_Stored data_
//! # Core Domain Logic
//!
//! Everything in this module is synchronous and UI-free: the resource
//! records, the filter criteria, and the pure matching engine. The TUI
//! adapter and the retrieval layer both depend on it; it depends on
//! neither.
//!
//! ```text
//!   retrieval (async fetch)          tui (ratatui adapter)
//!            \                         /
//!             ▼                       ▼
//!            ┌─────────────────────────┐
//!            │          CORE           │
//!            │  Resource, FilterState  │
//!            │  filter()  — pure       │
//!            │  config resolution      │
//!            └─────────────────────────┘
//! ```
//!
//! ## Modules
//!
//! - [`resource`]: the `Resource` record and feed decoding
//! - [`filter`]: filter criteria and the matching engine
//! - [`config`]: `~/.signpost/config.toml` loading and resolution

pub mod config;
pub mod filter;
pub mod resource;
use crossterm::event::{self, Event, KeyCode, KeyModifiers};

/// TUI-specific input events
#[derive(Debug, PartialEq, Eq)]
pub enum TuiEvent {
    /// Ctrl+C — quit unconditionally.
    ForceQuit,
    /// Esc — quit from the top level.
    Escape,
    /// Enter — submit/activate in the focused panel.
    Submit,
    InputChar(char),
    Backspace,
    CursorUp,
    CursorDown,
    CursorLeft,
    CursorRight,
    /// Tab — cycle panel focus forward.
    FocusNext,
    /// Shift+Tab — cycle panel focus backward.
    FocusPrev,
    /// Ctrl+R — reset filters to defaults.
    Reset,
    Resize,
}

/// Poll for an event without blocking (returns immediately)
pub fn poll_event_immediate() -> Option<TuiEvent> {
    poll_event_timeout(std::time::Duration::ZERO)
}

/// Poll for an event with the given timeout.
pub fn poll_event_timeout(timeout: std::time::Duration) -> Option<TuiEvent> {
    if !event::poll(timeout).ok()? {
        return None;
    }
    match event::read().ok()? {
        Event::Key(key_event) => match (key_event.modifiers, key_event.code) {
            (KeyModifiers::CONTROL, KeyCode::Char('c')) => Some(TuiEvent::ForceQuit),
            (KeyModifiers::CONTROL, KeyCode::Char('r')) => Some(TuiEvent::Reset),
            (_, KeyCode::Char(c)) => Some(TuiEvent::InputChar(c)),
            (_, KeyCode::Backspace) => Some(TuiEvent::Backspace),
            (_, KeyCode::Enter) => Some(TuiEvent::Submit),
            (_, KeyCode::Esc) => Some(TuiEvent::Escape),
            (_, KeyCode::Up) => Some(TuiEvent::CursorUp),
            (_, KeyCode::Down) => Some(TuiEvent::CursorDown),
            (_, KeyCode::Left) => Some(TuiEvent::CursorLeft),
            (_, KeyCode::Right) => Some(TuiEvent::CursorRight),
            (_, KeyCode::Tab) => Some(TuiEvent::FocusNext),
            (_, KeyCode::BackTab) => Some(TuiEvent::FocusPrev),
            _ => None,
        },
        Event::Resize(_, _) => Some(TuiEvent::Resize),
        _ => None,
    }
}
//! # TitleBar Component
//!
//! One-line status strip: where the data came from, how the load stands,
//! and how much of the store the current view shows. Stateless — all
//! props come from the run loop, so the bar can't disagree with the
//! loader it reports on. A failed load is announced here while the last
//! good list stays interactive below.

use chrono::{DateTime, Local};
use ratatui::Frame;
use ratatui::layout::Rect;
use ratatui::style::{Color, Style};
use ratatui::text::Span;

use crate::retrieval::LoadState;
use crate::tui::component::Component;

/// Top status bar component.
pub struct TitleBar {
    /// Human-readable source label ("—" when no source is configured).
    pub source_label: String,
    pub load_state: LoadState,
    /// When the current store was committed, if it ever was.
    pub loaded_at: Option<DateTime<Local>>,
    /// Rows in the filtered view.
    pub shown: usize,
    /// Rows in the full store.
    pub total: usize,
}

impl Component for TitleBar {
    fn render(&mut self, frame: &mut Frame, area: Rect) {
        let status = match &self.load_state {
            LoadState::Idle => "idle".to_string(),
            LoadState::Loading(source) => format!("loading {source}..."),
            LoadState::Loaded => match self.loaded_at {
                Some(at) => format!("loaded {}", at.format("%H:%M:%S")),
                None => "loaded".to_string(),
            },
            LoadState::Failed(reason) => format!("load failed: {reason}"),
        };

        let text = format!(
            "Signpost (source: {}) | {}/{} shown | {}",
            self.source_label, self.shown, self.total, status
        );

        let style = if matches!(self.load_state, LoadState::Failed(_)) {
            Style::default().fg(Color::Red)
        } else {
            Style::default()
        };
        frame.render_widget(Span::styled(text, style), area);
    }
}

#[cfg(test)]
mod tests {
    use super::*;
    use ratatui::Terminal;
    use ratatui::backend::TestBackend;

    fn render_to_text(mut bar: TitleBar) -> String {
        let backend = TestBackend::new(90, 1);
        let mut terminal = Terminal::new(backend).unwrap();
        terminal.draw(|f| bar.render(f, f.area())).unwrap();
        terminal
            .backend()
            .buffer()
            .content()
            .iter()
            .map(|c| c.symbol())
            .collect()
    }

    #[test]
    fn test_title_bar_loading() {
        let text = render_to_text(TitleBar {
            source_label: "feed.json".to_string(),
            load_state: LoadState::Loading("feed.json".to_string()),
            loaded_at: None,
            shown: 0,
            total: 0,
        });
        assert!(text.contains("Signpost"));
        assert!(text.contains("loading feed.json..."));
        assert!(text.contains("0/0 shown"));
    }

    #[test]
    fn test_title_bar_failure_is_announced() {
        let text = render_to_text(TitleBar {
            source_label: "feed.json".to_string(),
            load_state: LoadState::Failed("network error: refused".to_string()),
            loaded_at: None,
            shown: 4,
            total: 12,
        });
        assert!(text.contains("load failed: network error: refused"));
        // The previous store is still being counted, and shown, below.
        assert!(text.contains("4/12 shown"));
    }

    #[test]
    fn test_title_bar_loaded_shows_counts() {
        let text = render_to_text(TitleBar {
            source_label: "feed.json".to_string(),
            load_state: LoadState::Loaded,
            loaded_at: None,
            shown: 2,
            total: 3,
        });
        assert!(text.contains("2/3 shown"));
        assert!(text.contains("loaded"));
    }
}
--
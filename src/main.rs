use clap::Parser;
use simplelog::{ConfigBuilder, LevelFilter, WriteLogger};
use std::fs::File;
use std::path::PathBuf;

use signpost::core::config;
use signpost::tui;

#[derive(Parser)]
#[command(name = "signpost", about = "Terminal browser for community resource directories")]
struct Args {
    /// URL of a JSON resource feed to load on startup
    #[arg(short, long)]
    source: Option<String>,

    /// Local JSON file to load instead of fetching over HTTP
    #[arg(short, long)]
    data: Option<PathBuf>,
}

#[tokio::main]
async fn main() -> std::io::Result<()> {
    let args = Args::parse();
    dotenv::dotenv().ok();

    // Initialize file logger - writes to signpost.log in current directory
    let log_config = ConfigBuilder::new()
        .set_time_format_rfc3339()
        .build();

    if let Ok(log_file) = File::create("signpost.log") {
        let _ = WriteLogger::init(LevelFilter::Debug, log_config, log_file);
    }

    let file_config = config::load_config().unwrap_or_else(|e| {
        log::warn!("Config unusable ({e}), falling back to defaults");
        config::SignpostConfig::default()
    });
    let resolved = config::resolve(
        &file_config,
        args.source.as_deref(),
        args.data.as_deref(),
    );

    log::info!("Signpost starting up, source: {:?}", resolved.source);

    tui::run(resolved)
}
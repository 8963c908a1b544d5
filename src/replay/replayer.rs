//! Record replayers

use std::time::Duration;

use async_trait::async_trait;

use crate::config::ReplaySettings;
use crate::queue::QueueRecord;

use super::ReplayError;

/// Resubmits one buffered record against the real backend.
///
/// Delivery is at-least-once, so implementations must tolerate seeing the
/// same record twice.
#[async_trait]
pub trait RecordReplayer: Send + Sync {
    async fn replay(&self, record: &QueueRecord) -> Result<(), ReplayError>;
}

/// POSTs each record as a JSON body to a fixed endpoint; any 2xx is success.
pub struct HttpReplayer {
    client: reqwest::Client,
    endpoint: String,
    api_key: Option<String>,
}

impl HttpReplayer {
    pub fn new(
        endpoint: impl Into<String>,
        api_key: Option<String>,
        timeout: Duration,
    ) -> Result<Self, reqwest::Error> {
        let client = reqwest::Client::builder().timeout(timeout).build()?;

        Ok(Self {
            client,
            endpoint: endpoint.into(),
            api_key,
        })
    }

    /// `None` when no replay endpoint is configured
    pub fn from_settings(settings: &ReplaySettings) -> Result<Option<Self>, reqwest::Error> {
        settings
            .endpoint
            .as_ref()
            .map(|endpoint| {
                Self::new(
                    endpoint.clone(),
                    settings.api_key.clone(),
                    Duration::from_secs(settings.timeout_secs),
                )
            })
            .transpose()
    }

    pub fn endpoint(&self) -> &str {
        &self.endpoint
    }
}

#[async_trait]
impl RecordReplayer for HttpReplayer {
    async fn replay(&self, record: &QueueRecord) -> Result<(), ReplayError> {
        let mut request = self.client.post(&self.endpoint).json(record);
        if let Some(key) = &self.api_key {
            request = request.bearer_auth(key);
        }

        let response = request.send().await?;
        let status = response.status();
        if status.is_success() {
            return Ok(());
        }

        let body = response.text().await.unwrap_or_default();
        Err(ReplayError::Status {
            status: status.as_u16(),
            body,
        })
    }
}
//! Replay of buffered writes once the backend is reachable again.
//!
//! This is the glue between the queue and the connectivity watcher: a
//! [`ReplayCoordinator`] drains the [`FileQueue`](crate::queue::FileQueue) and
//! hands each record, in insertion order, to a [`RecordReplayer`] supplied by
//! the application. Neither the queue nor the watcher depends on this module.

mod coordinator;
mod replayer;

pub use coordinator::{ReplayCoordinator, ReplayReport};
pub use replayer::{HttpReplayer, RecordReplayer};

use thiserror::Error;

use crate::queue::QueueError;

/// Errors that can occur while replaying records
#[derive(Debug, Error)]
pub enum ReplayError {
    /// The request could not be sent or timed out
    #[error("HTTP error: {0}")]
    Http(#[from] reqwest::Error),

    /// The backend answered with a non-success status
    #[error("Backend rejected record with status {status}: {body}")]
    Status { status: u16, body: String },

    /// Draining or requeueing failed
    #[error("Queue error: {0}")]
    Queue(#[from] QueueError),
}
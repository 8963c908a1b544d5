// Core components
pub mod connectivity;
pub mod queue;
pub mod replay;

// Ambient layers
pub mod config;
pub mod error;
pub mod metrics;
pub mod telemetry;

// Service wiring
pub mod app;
==
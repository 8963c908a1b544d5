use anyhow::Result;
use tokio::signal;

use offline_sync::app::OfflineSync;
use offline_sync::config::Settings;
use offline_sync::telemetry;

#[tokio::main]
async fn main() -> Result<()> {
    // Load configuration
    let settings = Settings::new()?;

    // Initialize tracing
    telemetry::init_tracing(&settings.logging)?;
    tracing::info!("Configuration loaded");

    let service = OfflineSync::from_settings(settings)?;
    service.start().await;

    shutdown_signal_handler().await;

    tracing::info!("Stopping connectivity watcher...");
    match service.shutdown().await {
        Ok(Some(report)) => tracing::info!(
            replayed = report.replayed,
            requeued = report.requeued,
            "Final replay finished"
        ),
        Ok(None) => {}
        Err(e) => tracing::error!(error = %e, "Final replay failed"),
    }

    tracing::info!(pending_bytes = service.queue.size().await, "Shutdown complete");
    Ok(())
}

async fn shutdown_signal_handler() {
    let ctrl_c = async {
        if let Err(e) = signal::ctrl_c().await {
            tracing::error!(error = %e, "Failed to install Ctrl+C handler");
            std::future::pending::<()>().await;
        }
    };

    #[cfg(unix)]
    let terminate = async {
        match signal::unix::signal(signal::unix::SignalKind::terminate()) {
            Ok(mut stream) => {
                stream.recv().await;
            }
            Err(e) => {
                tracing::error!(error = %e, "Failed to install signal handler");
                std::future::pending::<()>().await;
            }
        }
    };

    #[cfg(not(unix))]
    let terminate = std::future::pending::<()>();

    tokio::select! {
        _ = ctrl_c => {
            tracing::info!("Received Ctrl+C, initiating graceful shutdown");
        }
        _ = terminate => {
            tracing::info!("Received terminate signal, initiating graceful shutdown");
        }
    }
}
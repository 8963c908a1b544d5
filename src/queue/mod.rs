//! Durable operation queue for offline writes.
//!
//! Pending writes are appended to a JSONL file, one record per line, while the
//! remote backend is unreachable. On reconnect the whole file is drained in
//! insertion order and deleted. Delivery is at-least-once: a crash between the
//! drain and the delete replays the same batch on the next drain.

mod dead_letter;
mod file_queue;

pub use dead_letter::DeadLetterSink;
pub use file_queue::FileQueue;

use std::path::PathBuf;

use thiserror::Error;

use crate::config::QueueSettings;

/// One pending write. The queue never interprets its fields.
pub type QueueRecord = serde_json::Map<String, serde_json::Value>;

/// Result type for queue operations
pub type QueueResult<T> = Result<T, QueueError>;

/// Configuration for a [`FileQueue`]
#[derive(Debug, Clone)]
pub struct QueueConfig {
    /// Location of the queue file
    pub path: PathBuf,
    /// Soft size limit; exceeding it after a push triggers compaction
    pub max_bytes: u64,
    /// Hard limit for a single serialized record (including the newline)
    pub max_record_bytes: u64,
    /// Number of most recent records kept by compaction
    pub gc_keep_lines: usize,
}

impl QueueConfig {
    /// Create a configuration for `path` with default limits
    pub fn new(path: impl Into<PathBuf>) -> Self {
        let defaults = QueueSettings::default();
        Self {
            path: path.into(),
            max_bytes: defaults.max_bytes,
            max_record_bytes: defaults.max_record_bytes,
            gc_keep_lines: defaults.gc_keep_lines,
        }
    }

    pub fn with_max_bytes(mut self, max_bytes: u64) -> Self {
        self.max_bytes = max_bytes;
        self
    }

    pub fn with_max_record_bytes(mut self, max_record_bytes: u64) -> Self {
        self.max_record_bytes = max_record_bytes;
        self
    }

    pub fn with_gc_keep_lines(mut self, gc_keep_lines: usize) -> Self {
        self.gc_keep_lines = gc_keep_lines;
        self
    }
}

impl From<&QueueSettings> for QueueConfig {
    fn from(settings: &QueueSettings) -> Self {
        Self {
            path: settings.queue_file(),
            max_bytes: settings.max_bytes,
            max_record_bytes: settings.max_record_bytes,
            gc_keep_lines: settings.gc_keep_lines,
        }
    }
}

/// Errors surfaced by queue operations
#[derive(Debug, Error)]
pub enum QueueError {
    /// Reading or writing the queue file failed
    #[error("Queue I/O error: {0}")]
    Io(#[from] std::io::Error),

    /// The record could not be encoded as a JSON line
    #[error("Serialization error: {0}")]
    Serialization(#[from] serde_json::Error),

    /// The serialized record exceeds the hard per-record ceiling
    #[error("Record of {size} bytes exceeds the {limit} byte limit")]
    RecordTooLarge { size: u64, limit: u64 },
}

_What to work on_
In the records above, how many lines include "criteria"? Answer with the number alone.

_Solved problem_
2